Relative efficacies of alpha-tocopherol, N-acetyl-serotonin, and melatonin in reducing non-enzymatic lipid peroxidation of rat testicular microsomes and mitochondria.

In this study, we examined the relative efficacies of alpha-tocopherol, N-acetyl-serotonin, and melatonin in reducing ascorbate-Fe(2+) lipid peroxidation (LPO) of rat testicular microsomes and mitochondria. Special attention was paid to the changes produced on the highly polyunsaturated fatty acids (PUFAs) C20:4 n6 and C22:5 n6. The LPO of testicular microsomes or mitochondria produced a significant decrease of C20:4 n6 and C22:5 n6. Both long-chain PUFAs were protected when the antioxidants were incorporated either in microsomes or mitochondria. By comparison of the IC50 values obtained between alpha-tocopherol and both indolamines, it was observed that alpha-tocopherol was the most efficient antioxidant against the LPO induced by ascorbate-Fe(2+) under experimental conditions in vitro, IC50 values from the inhibition of alpha-tocopherol on the chemiluminescence were higher in microsomes (0.14 mM) than in mitochondria (0.08 mM).
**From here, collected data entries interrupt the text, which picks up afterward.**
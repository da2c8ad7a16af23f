//! Data-driven game balance
//!
//! Every gameplay constant lives in [`Tuning`]. Missing JSON fields fall back
//! to the defaults in [`crate::consts`], so a tuning file only needs to name
//! what it changes.

use std::path::Path;

use serde::{Deserialize, Serialize};

use crate::consts::*;

/// How projectile velocity is derived at fire time
#[derive(Debug, Clone, Copy, PartialEq, Eq, Default, Serialize, Deserialize)]
#[serde(rename_all = "snake_case")]
pub enum ProjectileModel {
    /// Step is the firing position divided by `projectile_velocity_divisor` (x and z only)
    #[default]
    PositionScaled,
    /// Step is the unit heading direction times `projectile_speed`
    Heading,
}

/// Tuning load/validation errors
#[derive(thiserror::Error, Debug)]
pub enum TuningError {
    /// IO error
    #[error("IO error: {0}")]
    Io(#[from] std::io::Error),

    /// Parse error
    #[error("Parse error: {0}")]
    Parse(#[from] serde_json::Error),

    /// Value out of range
    #[error("Invalid tuning: {0}")]
    Invalid(String),
}

/// Gameplay balance values
#[derive(Debug, Clone, PartialEq, Serialize, Deserialize)]
#[serde(default)]
pub struct Tuning {
    // === Spawning ===
    pub spawn_period: f32,
    pub spawn_z: f32,
    pub spawn_x_max: f32,
    pub min_frames_to_origin: f32,
    pub max_frames_to_origin: f32,
    pub cull_z: f32,
    pub asteroid_spin_period: f32,

    // === Ship ===
    pub ship_radius: f32,
    pub max_turn: f32,
    pub turn_divisor: f32,
    pub starting_lives: u32,

    // === Combat ===
    pub collision_radius: f32,
    pub asteroid_reward: u64,
    pub fire_cooldown: f32,
    pub projectile_model: ProjectileModel,
    pub projectile_velocity_divisor: f32,
    pub projectile_speed: f32,
    pub projectile_max_distance: f32,

    // === Game over ===
    pub explosion_duration: f32,
    pub dim_step: f32,
    pub dim_floor: f32,
}

impl Default for Tuning {
    fn default() -> Self {
        Self {
            spawn_period: ASTEROID_SPAWN_PERIOD,
            spawn_z: ASTEROID_SPAWN_Z,
            spawn_x_max: ASTEROID_SPAWN_X_MAX,
            min_frames_to_origin: MIN_ASTEROID_FRAMES_TO_ORIGIN,
            max_frames_to_origin: MAX_ASTEROID_FRAMES_TO_ORIGIN,
            cull_z: ASTEROID_CULL_Z,
            asteroid_spin_period: ASTEROID_SPIN_PERIOD,

            ship_radius: SHIP_DISTANCE_FROM_ORIGIN,
            max_turn: MAX_SHIP_TURN,
            turn_divisor: SHIP_TURN_DIVISOR,
            starting_lives: STARTING_LIVES,

            collision_radius: COLLISION_RADIUS,
            asteroid_reward: ASTEROID_REWARD,
            fire_cooldown: FIRE_COOLDOWN,
            projectile_model: ProjectileModel::PositionScaled,
            projectile_velocity_divisor: PROJECTILE_VELOCITY_DIVISOR,
            projectile_speed: PROJECTILE_SPEED,
            projectile_max_distance: PROJECTILE_MAX_DISTANCE,

            explosion_duration: EXPLOSION_DURATION,
            dim_step: BACKGROUND_DIM_STEP,
            dim_floor: BACKGROUND_DIM_FLOOR,
        }
    }
}

impl Tuning {
    /// Heading change per tick of held turn input
    #[inline]
    pub fn turn_step(&self) -> f32 {
        self.max_turn / self.turn_divisor
    }

    /// Parse and validate a JSON tuning document
    pub fn from_json(json: &str) -> Result<Self, TuningError> {
        let tuning: Tuning = serde_json::from_str(json)?;
        tuning.validate()?;
        Ok(tuning)
    }

    /// Load and validate a JSON tuning file
    pub fn load_from_file(path: impl AsRef<Path>) -> Result<Self, TuningError> {
        let contents = std::fs::read_to_string(path)?;
        Self::from_json(&contents)
    }

    /// Load a tuning file, falling back to defaults on any error
    pub fn load_or_default(path: impl AsRef<Path>) -> Self {
        let path = path.as_ref();
        match Self::load_from_file(path) {
            Ok(tuning) => {
                log::info!("Loaded tuning from {}", path.display());
                tuning
            }
            Err(e) => {
                log::warn!("Rejected tuning {}: {}; using defaults", path.display(), e);
                Self::default()
            }
        }
    }

    /// Serialize to pretty JSON
    pub fn to_json(&self) -> Result<String, TuningError> {
        Ok(serde_json::to_string_pretty(self)?)
    }

    /// Reject values the simulation cannot run with
    pub fn validate(&self) -> Result<(), TuningError> {
        let positive = [
            ("spawn_period", self.spawn_period),
            ("spawn_x_max", self.spawn_x_max),
            ("min_frames_to_origin", self.min_frames_to_origin),
            ("asteroid_spin_period", self.asteroid_spin_period),
            ("ship_radius", self.ship_radius),
            ("max_turn", self.max_turn),
            ("turn_divisor", self.turn_divisor),
            ("collision_radius", self.collision_radius),
            ("fire_cooldown", self.fire_cooldown),
            ("projectile_velocity_divisor", self.projectile_velocity_divisor),
            ("projectile_speed", self.projectile_speed),
            ("projectile_max_distance", self.projectile_max_distance),
            ("explosion_duration", self.explosion_duration),
            ("dim_step", self.dim_step),
        ];
        for (name, value) in positive {
            // NaN fails this too
            if !(value > 0.0) {
                return Err(TuningError::Invalid(format!("{name} must be positive, got {value}")));
            }
        }

        if self.min_frames_to_origin > self.max_frames_to_origin {
            return Err(TuningError::Invalid(format!(
                "min_frames_to_origin ({}) exceeds max_frames_to_origin ({})",
                self.min_frames_to_origin, self.max_frames_to_origin
            )));
        }

        if !(0.0..=1.0).contains(&self.dim_floor) {
            return Err(TuningError::Invalid(format!(
                "dim_floor must be within [0, 1], got {}",
                self.dim_floor
            )));
        }

        Ok(())
    }
}
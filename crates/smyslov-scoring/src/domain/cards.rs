//! Custom card parsing and the reserve card.

use smyslov_core::model::{Card, RoomCode};

/// Number of subtopics on an express card.
pub const EXPRESS_PARTS: usize = 6;

/// Topic used when no card of the required flavor exists.
pub const RESERVE_TOPIC: &str = "Резерв";

/// The fallback card. Always a standard (non-express) card.
#[must_use]
pub fn reserve_card() -> Card {
    Card {
        text: RESERVE_TOPIC.to_owned(),
        is_blitz: false,
        room_code: None,
    }
}

/// Outcome of parsing a host's custom card message.
#[derive(Debug, Clone, PartialEq, Eq)]
pub struct ParsedCards {
    /// Card texts in storage form.
    pub texts: Vec<String>,
    /// Lines that could not be turned into a card.
    pub rejected: usize,
}

impl ParsedCards {
    /// Builds room-scoped cards of the given flavor.
    #[must_use]
    pub fn into_cards(self, room_code: &RoomCode, is_blitz: bool) -> Vec<Card> {
        self.texts
            .into_iter()
            .map(|text| Card {
                text,
                is_blitz,
                room_code: Some(room_code.clone()),
            })
            .collect()
    }
}

/// Parses standard cards: one topic per comma- or newline-separated entry.
#[must_use]
pub fn parse_standard_cards(raw: &str) -> ParsedCards {
    let texts = raw
        .split([',', '\n'])
        .map(str::trim)
        .filter(|topic| !topic.is_empty())
        .map(str::to_owned)
        .collect();
    ParsedCards { texts, rejected: 0 }
}

/// Parses express cards: one card per line, subtopics separated by `|`.
///
/// A line needs exactly [`EXPRESS_PARTS`] non-empty subtopics; other
/// non-blank lines are counted as rejected.
#[must_use]
pub fn parse_express_cards(raw: &str) -> ParsedCards {
    let mut texts = Vec::new();
    let mut rejected = 0;
    for line in raw.lines().map(str::trim).filter(|line| !line.is_empty()) {
        let parts: Vec<&str> = line.split('|').map(str::trim).collect();
        if parts.len() == EXPRESS_PARTS && parts.iter().all(|part| !part.is_empty()) {
            texts.push(parts.join("|"));
        } else {
            rejected += 1;
        }
    }
    ParsedCards { texts, rejected }
}

#[cfg(test)]
mod tests {
    use super::*;

    #[test]
    fn test_parse_standard_cards_splits_commas_and_lines() {
        let parsed = parse_standard_cards("Animals, Cities\n\nRivers ,");

        assert_eq!(parsed.texts, vec!["Animals", "Cities", "Rivers"]);
        assert_eq!(parsed.rejected, 0);
    }

    #[test]
    fn test_parse_express_cards_requires_six_parts() {
        let parsed = parse_express_cards("a|b|c|d|e|f\n a | b | c \n1|2|3|4|5|\n");

        assert_eq!(parsed.texts, vec!["a|b|c|d|e|f"]);
        assert_eq!(parsed.rejected, 2);
    }

    #[test]
    fn test_into_cards_scopes_to_room() {
        let code: RoomCode = "QW12".parse().unwrap();

        let cards = parse_standard_cards("Animals").into_cards(&code, false);

        assert_eq!(cards.len(), 1);
        assert_eq!(cards[0].room_code, Some(code));
        assert!(!cards[0].is_blitz);
    }

    #[test]
    fn test_reserve_card_is_standard() {
        let card = reserve_card();

        assert_eq!(card.text, RESERVE_TOPIC);
        assert!(!card.is_blitz);
    }
}
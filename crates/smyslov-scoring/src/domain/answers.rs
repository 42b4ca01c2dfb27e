//! Answer parsing and normalization.

/// Maximum number of answers a player may submit per round.
pub const MAX_ANSWERS: usize = 6;

/// Splits a free-form message into answers.
///
/// Newlines, commas and semicolons all separate answers. Blank entries are
/// dropped and only the first `max` are kept. Case is preserved; comparison
/// happens on [`normalize`]d values.
#[must_use]
pub fn parse_answers(raw: &str, max: usize) -> Vec<String> {
    raw.split(['\n', ',', ';'])
        .map(str::trim)
        .filter(|answer| !answer.is_empty())
        .take(max)
        .map(str::to_owned)
        .collect()
}

/// Canonical form used when comparing answers.
#[must_use]
pub fn normalize(answer: &str) -> String {
    answer.trim().to_lowercase()
}

#[cfg(test)]
mod tests {
    use super::*;

    #[test]
    fn test_parse_answers_accepts_mixed_separators() {
        let answers = parse_answers("cat, dog;sun\n moon ", MAX_ANSWERS);

        assert_eq!(answers, vec!["cat", "dog", "sun", "moon"]);
    }

    #[test]
    fn test_parse_answers_drops_blanks_and_truncates() {
        let answers = parse_answers("a,,b,\n,c,d,e,f,g,h", MAX_ANSWERS);

        assert_eq!(answers, vec!["a", "b", "c", "d", "e", "f"]);
    }

    #[test]
    fn test_parse_answers_blank_message_is_empty() {
        assert!(parse_answers(" ,; \n", MAX_ANSWERS).is_empty());
    }

    #[test]
    fn test_normalize_folds_case_and_whitespace() {
        assert_eq!(normalize("  Кошка "), "кошка");
        assert_eq!(normalize("CAT"), "cat");
    }
}
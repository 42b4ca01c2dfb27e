//! Test RNG: deterministic `DeterministicRng` implementations for tests.

use smyslov_core::rng::DeterministicRng;

/// A no-op RNG that always returns `min`. Suitable for tests that do not
/// depend on specific random values.
#[derive(Debug)]
pub struct MockRng;

impl DeterministicRng for MockRng {
    fn next_u32_range(&mut self, min: u32, _max: u32) -> u32 {
        min
    }
}

/// An RNG that returns values from a predetermined sequence, clamped into the
/// requested range. Panics if the sequence is exhausted. Used in tests that
/// need specific card picks or room codes.
#[derive(Debug)]
pub struct SequenceRng {
    values: Vec<u32>,
    index: usize,
}

impl SequenceRng {
    /// Create a new `SequenceRng` with the given values.
    #[must_use]
    pub fn new(values: Vec<u32>) -> Self {
        Self { values, index: 0 }
    }
}

impl DeterministicRng for SequenceRng {
    fn next_u32_range(&mut self, min: u32, max: u32) -> u32 {
        let val = self.values[self.index];
        self.index += 1;
        val.clamp(min, max)
    }
}
use smyslov_core::aggregate::AggregateRoot;
use smyslov_core::clock::Clock;
use smyslov_core::error::DomainError;
use smyslov_core::event::EventMetadata;
use smyslov_core::model::{
    Player, Prompt, Room, RoomCode, RoomStatus, RoundPhase, RoundType, Standing, TOTAL_ROUNDS,
    UserId, standings,
};
use smyslov_core::notifier::ResultLine;
use smyslov_scoring::domain::scoring::PlayerScore;
use uuid::Uuid;

use super::events::{
    AnswersSubmitted, CustomCardsAdded, GameFinished, GameStarted, PlayerDisconnected,
    PlayerJoined, PlayerLeft, PlayerReady, PlayerReconnected, PlayerRenamed, RoomCreated,
    RoomEvent, RoomEventKind, RoomStopped, RoundApproved, RoundScored, RoundStarted,
    ScoreAdjusted,
};

/// What happened when a player left.
#[derive(Debug, Clone, Copy, PartialEq, Eq)]
pub enum LeaveOutcome {
    /// The player left; the room continues.
    Left {
        /// Players remaining.
        remaining: usize,
    },
    /// The host left an unfinished room, which stops it.
    Stopped,
}

/// Trims a requested display name and caps it at `max_len` characters.
///
/// # Errors
///
/// Returns `DomainError::Validation` if nothing is left after trimming.
pub fn display_name(raw: &str, max_len: usize) -> Result<String, DomainError> {
    let name: String = raw.trim().chars().take(max_len).collect();
    let name = name.trim_end().to_owned();
    if name.is_empty() {
        return Err(DomainError::Validation("display name is empty".to_owned()));
    }
    Ok(name)
}

/// The aggregate root for a room: the room record plus its seated players.
#[derive(Debug)]
pub struct RoomSession {
    /// The room record.
    pub room: Room,
    /// Seated players in seat order.
    pub players: Vec<Player>,
    /// Uncommitted events pending publication.
    uncommitted_events: Vec<RoomEvent>,
}
//! Smyslov Core: shared domain abstractions.
//!
//! This crate defines the room and player model together with the ports
//! (clock, randomness, storage, delivery) that the bounded contexts depend
//! on. It contains no infrastructure code.

pub mod aggregate;
pub mod clock;
pub mod command;
pub mod error;
pub mod event;
pub mod model;
pub mod notifier;
pub mod repository;
pub mod rng;
pub mod timer;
The protective effect observed by alpha-tocopherol in rat testis mitochondria was higher compared with microsomes, associated with the higher amount of [C20:4 n6] + [C22:5 n6] in microsomes than that in mitochondria. Melatonin and N-acetyl-serotonin were more effective in inhibiting the LPO in mitochondria than that in microsomes. Thus, a concentration of 1 mM of both indolamines was sufficient to inhibit in approximately 70% of the light emission in mitochondria, whereas a greater dosage of 10 times (10 mM) was necessary to produce the same effect in microsomes. It is proposed that the vulnerability to LPO of rat testicular microsomes and mitochondria in the presence of both indolamines is different because of the different proportion of PUFAs in these organelles.